Instructions for the task ▸ Please print each record below exactly as it is written.
Supplied material: Begin
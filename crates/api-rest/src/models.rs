//! Request and response bodies.
//!
//! These mirror the core types with OpenAPI schemas attached, so the core crate stays free
//! of HTTP concerns.

use reg_core::relationships::DisplayRelationshipType;
use reg_core::{AddressTemplateRule, FieldSearchConfig, FieldViolation};
use serde::{Deserialize, Serialize};
use std::collections::BTreeMap;
use utoipa::{IntoParams, ToSchema};

#[derive(Clone, Debug, Serialize, Deserialize, ToSchema)]
pub struct HealthRes {
    pub ok: bool,
    pub message: String,
}

#[derive(Clone, Debug, Serialize, Deserialize, ToSchema)]
pub struct LevelsRes {
    /// Address fields, top level first.
    pub fields: Vec<String>,
}

#[derive(Clone, Debug, Default, Serialize, Deserialize, ToSchema)]
pub struct AddressValuesBody {
    /// Field name to current value.
    pub values: BTreeMap<String, String>,
}

#[derive(Clone, Debug, Serialize, Deserialize, ToSchema)]
#[serde(rename_all = "camelCase")]
pub struct FieldConfigRes {
    pub rank: Option<usize>,
    pub enabled: bool,
    pub search_key: String,
}

impl From<FieldSearchConfig> for FieldConfigRes {
    fn from(cfg: FieldSearchConfig) -> Self {
        Self {
            rank: cfg.rank,
            enabled: cfg.enabled,
            search_key: cfg.search_key,
        }
    }
}

#[derive(Clone, Debug, Deserialize, IntoParams)]
#[serde(rename_all = "camelCase")]
#[into_params(parameter_in = Query)]
pub struct EntriesQuery {
    /// Parent search key, values of the fields above joined by `|`.
    pub search_string: String,
    /// Typed text used to narrow the returned entries.
    #[serde(default)]
    pub filter: Option<String>,
}

#[derive(Clone, Debug, Deserialize, IntoParams)]
#[into_params(parameter_in = Query)]
pub struct FullAddressQuery {
    pub q: String,
}

#[derive(Clone, Debug, Serialize, Deserialize, ToSchema)]
pub struct EntriesRes {
    pub entries: Vec<String>,
    /// Lookup failure, when the backend could not be reached.
    pub error: Option<String>,
}

#[derive(Clone, Debug, Serialize, Deserialize, ToSchema)]
#[serde(rename_all = "camelCase")]
pub struct TemplateRuleRes {
    pub name: String,
    pub label: String,
    pub regex: String,
    pub regex_format: String,
    pub default_value: String,
}

impl From<&AddressTemplateRule> for TemplateRuleRes {
    fn from(rule: &AddressTemplateRule) -> Self {
        Self {
            name: rule.name.clone(),
            label: rule.label.clone(),
            regex: rule.regex.clone(),
            regex_format: rule.regex_format.clone(),
            default_value: rule.default_value.clone(),
        }
    }
}

#[derive(Clone, Debug, Serialize, Deserialize, ToSchema)]
pub struct ViolationRes {
    pub field: String,
    pub value: String,
    pub message: String,
}

impl From<FieldViolation> for ViolationRes {
    fn from(v: FieldViolation) -> Self {
        Self {
            field: v.field,
            value: v.value,
            message: v.message,
        }
    }
}

#[derive(Clone, Debug, Serialize, Deserialize, ToSchema)]
pub struct RelationshipTypeRes {
    pub display: String,
    pub uuid: String,
    pub direction: String,
    /// Selector value, `<uuid>/<direction>`.
    pub value: String,
}

impl From<DisplayRelationshipType> for RelationshipTypeRes {
    fn from(t: DisplayRelationshipType) -> Self {
        Self {
            value: t.value(),
            direction: t.direction.to_string(),
            display: t.display,
            uuid: t.uuid,
        }
    }
}

#[derive(Clone, Debug, Serialize, Deserialize, ToSchema)]
#[serde(rename_all = "camelCase")]
pub struct PatientFormRes {
    #[schema(value_type = Object)]
    pub form_values: serde_json::Value,
    #[schema(value_type = Object)]
    pub patient_uuid_map: serde_json::Value,
}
Supplied material: End
Your solution ▸
filename crates/api-rest/src/models.rs
//! Request and response bodies.
//!
//! These mirror the core types with OpenAPI schemas attached, so the core crate stays free
//! of HTTP concerns.

use reg_core::relationships::DisplayRelationshipType;
use reg_core::{AddressTemplateRule, FieldSearchConfig, FieldViolation};
use serde::{Deserialize, Serialize};
use std::collections::BTreeMap;
use utoipa::{IntoParams, ToSchema};

#[derive(Clone, Debug, Serialize, Deserialize, ToSchema)]
pub struct HealthRes {
    pub ok: bool,
    pub message: String,
}

#[derive(Clone, Debug, Serialize, Deserialize, ToSchema)]
pub struct LevelsRes {
    /// Address fields, top level first.
    pub fields: Vec<String>,
}

#[derive(Clone, Debug, Default, Serialize, Deserialize, ToSchema)]
pub struct AddressValuesBody {
    /// Field name to current value.
    pub values: BTreeMap<String, String>,
}

#[derive(Clone, Debug, Serialize, Deserialize, ToSchema)]
#[serde(rename_all = "camelCase")]
pub struct FieldConfigRes {
    pub rank: Option<usize>,
    pub enabled: bool,
    pub search_key: String,
}

impl From<FieldSearchConfig> for FieldConfigRes {
    fn from(cfg: FieldSearchConfig) -> Self {
        Self {
            rank: cfg.rank,
            enabled: cfg.enabled,
            search_key: cfg.search_key,
        }
    }
}

#[derive(Clone, Debug, Deserialize, IntoParams)]
#[serde(rename_all = "camelCase")]
#[into_params(parameter_in = Query)]
pub struct EntriesQuery {
    /// Parent search key, values of the fields above joined by `|`.
    pub search_string: String,
    /// Typed text used to narrow the returned entries.
    #[serde(default)]
    pub filter: Option<String>,
}

#[derive(Clone, Debug, Deserialize, IntoParams)]
#[into_params(parameter_in = Query)]
pub struct FullAddressQuery {
    pub q: String,
}

#[derive(Clone, Debug, Serialize, Deserialize, ToSchema)]
pub struct EntriesRes {
    pub entries: Vec<String>,
    /// Lookup failure, when the backend could not be reached.
    pub error: Option<String>,
}

#[derive(Clone, Debug, Serialize, Deserialize, ToSchema)]
#[serde(rename_all = "camelCase")]
pub struct TemplateRuleRes {
    pub name: String,
    pub label: String,
    pub regex: String,
    pub regex_format: String,
    pub default_value: String,
}

impl From<&AddressTemplateRule> for TemplateRuleRes {
    fn from(rule: &AddressTemplateRule) -> Self {
        Self {
            name: rule.name.clone(),
            label: rule.label.clone(),
            regex: rule.regex.clone(),
            regex_format: rule.regex_format.clone(),
            default_value: rule.default_value.clone(),
        }
    }
}

#[derive(Clone, Debug, Serialize, Deserialize, ToSchema)]
pub struct ViolationRes {
    pub field: String,
    pub value: String,
    pub message: String,
}

impl From<FieldViolation> for ViolationRes {
    fn from(v: FieldViolation) -> Self {
        Self {
            field: v.field,
            value: v.value,
            message: v.message,
        }
    }
}

#[derive(Clone, Debug, Serialize, Deserialize, ToSchema)]
pub struct RelationshipTypeRes {
    pub display: String,
    pub uuid: String,
    pub direction: String,
    /// Selector value, `<uuid>/<direction>`.
    pub value: String,
}

impl From<DisplayRelationshipType> for RelationshipTypeRes {
    fn from(t: DisplayRelationshipType) -> Self {
        Self {
            value: t.value(),
            direction: t.direction.to_string(),
            display: t.display,
            uuid: t.uuid,
        }
    }
}

#[derive(Clone, Debug, Serialize, Deserialize, ToSchema)]
#[serde(rename_all = "camelCase")]
pub struct PatientFormRes {
    #[schema(value_type = Object)]
    pub form_values: serde_json::Value,
    #[schema(value_type = Object)]
    pub patient_uuid_map: serde_json::Value,
}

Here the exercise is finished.